▶ INSTRUCTIONS TO FOLLOW
Count the lines in the entries below that include the word "UpdatedAt". Give nothing but the number.

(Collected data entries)
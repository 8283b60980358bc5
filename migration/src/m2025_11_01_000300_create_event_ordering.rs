//! Creates the event_versions and out_of_order_events tables backing the
//! webhook event ordering guard.

use sea_orm_migration::prelude::*;

#[derive(DeriveMigrationName)]
pub struct Migration;

#[async_trait::async_trait]
impl MigrationTrait for Migration {
    async fn up(&self, manager: &SchemaManager) -> Result<(), DbErr> {
        manager
            .create_table(
                Table::create()
                    .table(EventVersions::Table)
                    .if_not_exists()
                    .col(
                        ColumnDef::new(EventVersions::Id)
                            .uuid()
                            .not_null()
                            .primary_key(),
                    )
                    .col(ColumnDef::new(EventVersions::TenantId).uuid().not_null())
                    .col(ColumnDef::new(EventVersions::EntityType).text().not_null())
                    .col(ColumnDef::new(EventVersions::EntityId).text().not_null())
                    .col(
                        ColumnDef::new(EventVersions::Version)
                            .big_integer()
                            .not_null()
                            .default(0),
                    )
                    .col(
                        ColumnDef::new(EventVersions::LastEventTime)
                            .timestamp_with_time_zone()
                            .not_null(),
                    )
                    .col(ColumnDef::new(EventVersions::LastEventId).text().not_null())
                    .col(
                        ColumnDef::new(EventVersions::CreatedAt)
                            .timestamp_with_time_zone()
                            .not_null()
                            .default(Expr::current_timestamp()),
                    )
                    .col(
                        ColumnDef::new(EventVersions::UpdatedAt)
                            .timestamp_with_time_zone()
                            .not_null()
                            .default(Expr::current_timestamp()),
                    )
                    .to_owned(),
            )
            .await?;

        manager
            .create_index(
                Index::create()
                    .name("idx_event_versions_entity")
                    .table(EventVersions::Table)
                    .col(EventVersions::TenantId)
                    .col(EventVersions::EntityType)
                    .col(EventVersions::EntityId)
                    .unique()
                    .to_owned(),
            )
            .await?;

        manager
            .create_table(
                Table::create()
                    .table(OutOfOrderEvents::Table)
                    .if_not_exists()
                    .col(
                        ColumnDef::new(OutOfOrderEvents::Id)
                            .uuid()
                            .not_null()
                            .primary_key(),
                    )
                    .col(ColumnDef::new(OutOfOrderEvents::TenantId).uuid().not_null())
                    .col(
                        ColumnDef::new(OutOfOrderEvents::EntityType)
                            .text()
                            .not_null(),
                    )
                    .col(ColumnDef::new(OutOfOrderEvents::EntityId).text().not_null())
                    .col(ColumnDef::new(OutOfOrderEvents::EventId).text().not_null())
                    .col(
                        ColumnDef::new(OutOfOrderEvents::EventTime)
                            .timestamp_with_time_zone()
                            .not_null(),
                    )
                    .col(ColumnDef::new(OutOfOrderEvents::Version).big_integer().null())
                    .col(
                        ColumnDef::new(OutOfOrderEvents::ExpectedVersion)
                            .big_integer()
                            .not_null(),
                    )
                    .col(
                        ColumnDef::new(OutOfOrderEvents::Payload)
                            .json_binary()
                            .null(),
                    )
                    .col(
                        ColumnDef::new(OutOfOrderEvents::Status)
                            .text()
                            .not_null()
                            .default("pending"),
                    )
                    .col(ColumnDef::new(OutOfOrderEvents::Resolution).text().null())
                    .col(
                        ColumnDef::new(OutOfOrderEvents::ProcessedAt)
                            .timestamp_with_time_zone()
                            .null(),
                    )
                    .col(
                        ColumnDef::new(OutOfOrderEvents::CreatedAt)
                            .timestamp_with_time_zone()
                            .not_null()
                            .default(Expr::current_timestamp()),
                    )
                    .to_owned(),
            )
            .await?;

        manager
            .create_index(
                Index::create()
                    .name("idx_out_of_order_events_pending")
                    .table(OutOfOrderEvents::Table)
                    .col(OutOfOrderEvents::Status)
                    .col(OutOfOrderEvents::TenantId)
                    .col(OutOfOrderEvents::EntityType)
                    .col(OutOfOrderEvents::EntityId)
                    .col(OutOfOrderEvents::EventTime)
                    .to_owned(),
            )
            .await?;

        Ok(())
    }

    async fn down(&self, manager: &SchemaManager) -> Result<(), DbErr> {
        manager
            .drop_table(Table::drop().table(OutOfOrderEvents::Table).to_owned())
            .await?;
        manager
            .drop_table(Table::drop().table(EventVersions::Table).to_owned())
            .await
    }
}

#[derive(DeriveIden)]
enum EventVersions {
    Table,
    Id,
    TenantId,
    EntityType,
    EntityId,
    Version,
    LastEventTime,
    LastEventId,
    CreatedAt,
    UpdatedAt,
}

#[derive(DeriveIden)]
enum OutOfOrderEvents {
    Table,
    Id,
    TenantId,
    EntityType,
    EntityId,
    EventId,
    EventTime,
    Version,
    ExpectedVersion,
    Payload,
    Status,
    Resolution,
    ProcessedAt,
    CreatedAt,
}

▶ YOUR SOLUTION
2